[Saved entries]
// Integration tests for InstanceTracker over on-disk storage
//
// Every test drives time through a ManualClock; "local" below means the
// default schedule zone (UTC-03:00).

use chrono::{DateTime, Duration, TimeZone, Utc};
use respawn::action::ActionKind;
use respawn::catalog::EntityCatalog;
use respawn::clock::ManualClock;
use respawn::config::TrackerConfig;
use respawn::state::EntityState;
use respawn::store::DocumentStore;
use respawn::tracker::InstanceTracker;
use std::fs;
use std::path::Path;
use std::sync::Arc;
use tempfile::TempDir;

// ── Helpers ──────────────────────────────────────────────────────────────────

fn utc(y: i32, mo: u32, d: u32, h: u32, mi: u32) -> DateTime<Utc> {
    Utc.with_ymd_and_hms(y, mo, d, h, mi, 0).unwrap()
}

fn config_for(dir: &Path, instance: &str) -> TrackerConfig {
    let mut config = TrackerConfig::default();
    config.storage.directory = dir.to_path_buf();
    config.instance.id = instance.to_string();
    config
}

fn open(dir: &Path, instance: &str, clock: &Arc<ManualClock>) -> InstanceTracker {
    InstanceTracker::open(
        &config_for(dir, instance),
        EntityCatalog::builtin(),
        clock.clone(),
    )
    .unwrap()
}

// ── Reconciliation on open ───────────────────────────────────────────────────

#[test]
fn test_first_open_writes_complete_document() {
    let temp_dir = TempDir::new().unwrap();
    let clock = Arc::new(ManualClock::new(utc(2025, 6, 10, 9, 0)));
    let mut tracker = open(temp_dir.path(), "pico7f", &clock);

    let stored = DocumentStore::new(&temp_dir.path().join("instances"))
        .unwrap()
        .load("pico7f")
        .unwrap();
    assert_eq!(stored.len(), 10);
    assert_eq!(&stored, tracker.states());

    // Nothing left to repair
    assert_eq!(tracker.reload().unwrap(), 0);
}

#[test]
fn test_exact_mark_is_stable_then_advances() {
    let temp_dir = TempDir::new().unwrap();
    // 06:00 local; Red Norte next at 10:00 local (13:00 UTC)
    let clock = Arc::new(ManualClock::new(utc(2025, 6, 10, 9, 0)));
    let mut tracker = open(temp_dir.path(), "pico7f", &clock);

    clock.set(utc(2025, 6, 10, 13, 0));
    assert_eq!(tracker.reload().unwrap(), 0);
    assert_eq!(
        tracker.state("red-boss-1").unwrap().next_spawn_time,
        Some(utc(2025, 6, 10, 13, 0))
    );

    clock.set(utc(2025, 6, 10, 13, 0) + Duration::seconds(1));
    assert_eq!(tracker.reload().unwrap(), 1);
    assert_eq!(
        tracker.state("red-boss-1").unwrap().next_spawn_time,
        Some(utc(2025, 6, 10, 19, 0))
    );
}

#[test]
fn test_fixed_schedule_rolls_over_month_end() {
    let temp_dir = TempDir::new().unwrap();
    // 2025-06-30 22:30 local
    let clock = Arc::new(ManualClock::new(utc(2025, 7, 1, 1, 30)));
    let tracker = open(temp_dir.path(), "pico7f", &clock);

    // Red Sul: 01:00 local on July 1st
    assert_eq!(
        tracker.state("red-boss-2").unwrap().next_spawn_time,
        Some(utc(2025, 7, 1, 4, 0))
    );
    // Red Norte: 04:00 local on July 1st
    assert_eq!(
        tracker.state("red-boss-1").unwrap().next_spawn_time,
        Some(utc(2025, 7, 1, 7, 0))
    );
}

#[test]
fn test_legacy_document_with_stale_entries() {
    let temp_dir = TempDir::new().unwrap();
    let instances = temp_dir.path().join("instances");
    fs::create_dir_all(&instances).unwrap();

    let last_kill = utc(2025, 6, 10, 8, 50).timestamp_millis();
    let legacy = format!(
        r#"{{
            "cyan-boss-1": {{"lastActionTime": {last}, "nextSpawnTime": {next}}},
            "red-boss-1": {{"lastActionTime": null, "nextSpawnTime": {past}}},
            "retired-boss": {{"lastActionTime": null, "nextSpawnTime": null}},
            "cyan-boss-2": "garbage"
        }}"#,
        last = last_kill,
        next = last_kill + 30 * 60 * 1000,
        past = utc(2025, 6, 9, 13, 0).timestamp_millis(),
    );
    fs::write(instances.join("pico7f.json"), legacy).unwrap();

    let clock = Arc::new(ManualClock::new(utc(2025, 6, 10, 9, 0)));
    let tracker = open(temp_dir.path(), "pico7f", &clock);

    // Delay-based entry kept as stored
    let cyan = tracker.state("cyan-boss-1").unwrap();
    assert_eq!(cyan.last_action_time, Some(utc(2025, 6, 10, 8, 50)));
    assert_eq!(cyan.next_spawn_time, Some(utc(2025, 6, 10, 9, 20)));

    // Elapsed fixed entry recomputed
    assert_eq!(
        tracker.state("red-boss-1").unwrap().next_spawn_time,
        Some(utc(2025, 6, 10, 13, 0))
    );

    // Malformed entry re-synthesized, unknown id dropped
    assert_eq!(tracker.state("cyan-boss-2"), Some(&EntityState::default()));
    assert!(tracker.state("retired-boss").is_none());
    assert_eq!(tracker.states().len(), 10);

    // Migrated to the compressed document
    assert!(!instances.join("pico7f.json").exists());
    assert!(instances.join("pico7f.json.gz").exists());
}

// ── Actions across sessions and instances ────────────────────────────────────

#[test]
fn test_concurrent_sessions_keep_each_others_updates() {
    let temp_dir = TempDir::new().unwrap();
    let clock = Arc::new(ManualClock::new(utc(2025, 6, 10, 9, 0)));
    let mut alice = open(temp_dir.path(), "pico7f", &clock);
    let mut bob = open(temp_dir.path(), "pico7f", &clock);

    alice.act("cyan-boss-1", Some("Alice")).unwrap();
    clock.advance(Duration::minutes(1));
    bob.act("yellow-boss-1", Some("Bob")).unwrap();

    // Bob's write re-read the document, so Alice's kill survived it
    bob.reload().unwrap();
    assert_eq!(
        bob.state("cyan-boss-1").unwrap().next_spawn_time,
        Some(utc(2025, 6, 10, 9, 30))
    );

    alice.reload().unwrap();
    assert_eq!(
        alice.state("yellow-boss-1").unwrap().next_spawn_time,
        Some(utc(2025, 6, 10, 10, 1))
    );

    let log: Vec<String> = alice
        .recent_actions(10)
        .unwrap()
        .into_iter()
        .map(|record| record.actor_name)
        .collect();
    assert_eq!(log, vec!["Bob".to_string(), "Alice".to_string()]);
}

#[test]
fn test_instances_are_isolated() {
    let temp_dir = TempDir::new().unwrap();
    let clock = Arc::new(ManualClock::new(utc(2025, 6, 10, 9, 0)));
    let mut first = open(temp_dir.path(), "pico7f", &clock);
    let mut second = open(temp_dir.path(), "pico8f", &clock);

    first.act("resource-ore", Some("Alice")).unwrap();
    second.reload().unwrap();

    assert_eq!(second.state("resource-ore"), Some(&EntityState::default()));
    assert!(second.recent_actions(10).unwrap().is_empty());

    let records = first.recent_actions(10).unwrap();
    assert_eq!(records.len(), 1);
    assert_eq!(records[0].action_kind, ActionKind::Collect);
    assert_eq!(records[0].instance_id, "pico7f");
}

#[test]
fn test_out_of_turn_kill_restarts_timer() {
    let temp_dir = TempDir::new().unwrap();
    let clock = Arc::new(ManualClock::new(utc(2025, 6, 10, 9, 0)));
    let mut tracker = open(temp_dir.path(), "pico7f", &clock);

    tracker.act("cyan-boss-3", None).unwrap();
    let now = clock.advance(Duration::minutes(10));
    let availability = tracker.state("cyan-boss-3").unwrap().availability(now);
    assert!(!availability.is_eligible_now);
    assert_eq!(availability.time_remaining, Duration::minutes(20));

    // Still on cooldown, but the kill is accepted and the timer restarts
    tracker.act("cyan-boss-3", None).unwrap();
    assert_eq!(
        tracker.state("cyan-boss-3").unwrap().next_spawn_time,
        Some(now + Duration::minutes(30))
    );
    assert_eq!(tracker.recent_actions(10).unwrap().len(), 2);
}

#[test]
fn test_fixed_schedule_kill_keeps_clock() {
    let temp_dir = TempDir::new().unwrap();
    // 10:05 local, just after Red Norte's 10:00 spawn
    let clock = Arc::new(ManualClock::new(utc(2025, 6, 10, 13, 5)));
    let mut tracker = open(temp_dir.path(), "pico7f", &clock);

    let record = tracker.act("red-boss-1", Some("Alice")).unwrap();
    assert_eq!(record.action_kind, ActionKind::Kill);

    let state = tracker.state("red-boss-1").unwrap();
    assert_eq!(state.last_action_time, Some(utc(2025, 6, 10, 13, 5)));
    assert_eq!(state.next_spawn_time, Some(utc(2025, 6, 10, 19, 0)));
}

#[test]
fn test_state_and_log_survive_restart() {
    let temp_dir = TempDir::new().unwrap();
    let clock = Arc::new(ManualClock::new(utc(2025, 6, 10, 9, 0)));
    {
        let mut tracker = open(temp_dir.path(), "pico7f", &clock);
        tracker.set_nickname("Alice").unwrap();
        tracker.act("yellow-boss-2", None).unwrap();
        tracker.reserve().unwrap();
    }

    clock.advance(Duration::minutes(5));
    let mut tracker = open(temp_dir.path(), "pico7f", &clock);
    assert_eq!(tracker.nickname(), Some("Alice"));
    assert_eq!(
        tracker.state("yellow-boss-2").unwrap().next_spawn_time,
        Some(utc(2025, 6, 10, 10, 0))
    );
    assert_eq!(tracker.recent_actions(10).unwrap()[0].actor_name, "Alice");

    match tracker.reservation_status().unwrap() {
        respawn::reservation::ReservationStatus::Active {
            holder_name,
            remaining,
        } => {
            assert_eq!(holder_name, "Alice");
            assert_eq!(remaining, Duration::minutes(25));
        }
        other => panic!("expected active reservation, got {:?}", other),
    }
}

==

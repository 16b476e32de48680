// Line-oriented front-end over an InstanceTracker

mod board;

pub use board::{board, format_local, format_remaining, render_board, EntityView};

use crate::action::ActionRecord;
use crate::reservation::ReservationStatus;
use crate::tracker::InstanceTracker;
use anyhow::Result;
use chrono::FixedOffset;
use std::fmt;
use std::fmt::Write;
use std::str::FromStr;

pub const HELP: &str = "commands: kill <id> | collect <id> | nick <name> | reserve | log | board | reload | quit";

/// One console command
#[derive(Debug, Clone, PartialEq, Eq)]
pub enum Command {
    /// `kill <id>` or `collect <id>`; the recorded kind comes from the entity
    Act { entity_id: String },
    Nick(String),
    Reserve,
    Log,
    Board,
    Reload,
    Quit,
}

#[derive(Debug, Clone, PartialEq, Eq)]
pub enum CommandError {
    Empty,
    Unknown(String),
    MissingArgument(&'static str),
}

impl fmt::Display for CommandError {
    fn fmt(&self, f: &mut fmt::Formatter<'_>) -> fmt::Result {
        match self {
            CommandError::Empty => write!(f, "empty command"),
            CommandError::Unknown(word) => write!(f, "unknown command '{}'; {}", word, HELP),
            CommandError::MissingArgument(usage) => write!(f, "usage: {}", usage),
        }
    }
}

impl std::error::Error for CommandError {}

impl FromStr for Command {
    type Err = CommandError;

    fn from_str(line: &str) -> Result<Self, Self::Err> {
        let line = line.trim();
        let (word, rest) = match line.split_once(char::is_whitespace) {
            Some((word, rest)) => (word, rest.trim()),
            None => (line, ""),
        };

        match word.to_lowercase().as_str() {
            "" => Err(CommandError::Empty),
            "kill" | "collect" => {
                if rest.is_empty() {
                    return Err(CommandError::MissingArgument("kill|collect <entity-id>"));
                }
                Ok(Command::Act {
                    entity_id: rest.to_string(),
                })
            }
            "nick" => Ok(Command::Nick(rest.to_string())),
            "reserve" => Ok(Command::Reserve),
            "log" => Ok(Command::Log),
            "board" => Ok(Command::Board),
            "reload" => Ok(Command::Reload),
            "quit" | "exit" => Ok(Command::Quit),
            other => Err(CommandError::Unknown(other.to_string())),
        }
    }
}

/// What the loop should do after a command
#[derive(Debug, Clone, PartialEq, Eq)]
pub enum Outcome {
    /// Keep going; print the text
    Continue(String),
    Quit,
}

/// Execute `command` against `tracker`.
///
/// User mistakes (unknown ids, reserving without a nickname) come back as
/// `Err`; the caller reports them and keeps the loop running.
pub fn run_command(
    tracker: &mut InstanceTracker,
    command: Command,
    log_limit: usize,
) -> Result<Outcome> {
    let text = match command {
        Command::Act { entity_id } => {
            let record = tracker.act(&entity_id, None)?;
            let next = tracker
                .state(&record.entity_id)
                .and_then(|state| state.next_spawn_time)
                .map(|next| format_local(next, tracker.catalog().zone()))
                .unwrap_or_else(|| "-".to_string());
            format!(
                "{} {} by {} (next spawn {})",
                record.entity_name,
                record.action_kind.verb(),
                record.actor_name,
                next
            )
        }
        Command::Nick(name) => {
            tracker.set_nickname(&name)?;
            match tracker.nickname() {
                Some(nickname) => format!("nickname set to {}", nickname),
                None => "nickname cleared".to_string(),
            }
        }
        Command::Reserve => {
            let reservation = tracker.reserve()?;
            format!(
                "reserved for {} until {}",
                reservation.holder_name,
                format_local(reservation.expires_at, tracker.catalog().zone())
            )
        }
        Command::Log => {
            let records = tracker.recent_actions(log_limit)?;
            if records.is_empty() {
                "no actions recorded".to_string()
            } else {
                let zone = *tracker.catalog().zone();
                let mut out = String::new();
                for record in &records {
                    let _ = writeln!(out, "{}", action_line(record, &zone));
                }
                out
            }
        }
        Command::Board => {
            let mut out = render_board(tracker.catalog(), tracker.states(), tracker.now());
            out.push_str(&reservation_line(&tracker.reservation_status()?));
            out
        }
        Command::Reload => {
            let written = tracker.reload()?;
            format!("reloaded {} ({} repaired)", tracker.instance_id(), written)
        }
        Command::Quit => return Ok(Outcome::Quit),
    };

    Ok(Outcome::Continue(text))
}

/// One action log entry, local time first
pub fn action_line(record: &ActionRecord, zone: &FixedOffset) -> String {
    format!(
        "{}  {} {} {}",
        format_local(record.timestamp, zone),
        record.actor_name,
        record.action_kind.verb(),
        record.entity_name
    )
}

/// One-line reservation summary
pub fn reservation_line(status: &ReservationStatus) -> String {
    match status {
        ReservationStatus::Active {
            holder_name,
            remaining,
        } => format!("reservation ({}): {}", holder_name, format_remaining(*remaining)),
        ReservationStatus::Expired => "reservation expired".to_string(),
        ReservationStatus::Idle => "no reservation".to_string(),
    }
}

■ **WORK REQUIRED**: In the entries above, copy each line that contains the string "return".

■ **SOLUTION**:
                    return Err(CommandError::MissingArgument("kill|collect <entity-id>"));
        Command::Quit => return Ok(Outcome::Quit),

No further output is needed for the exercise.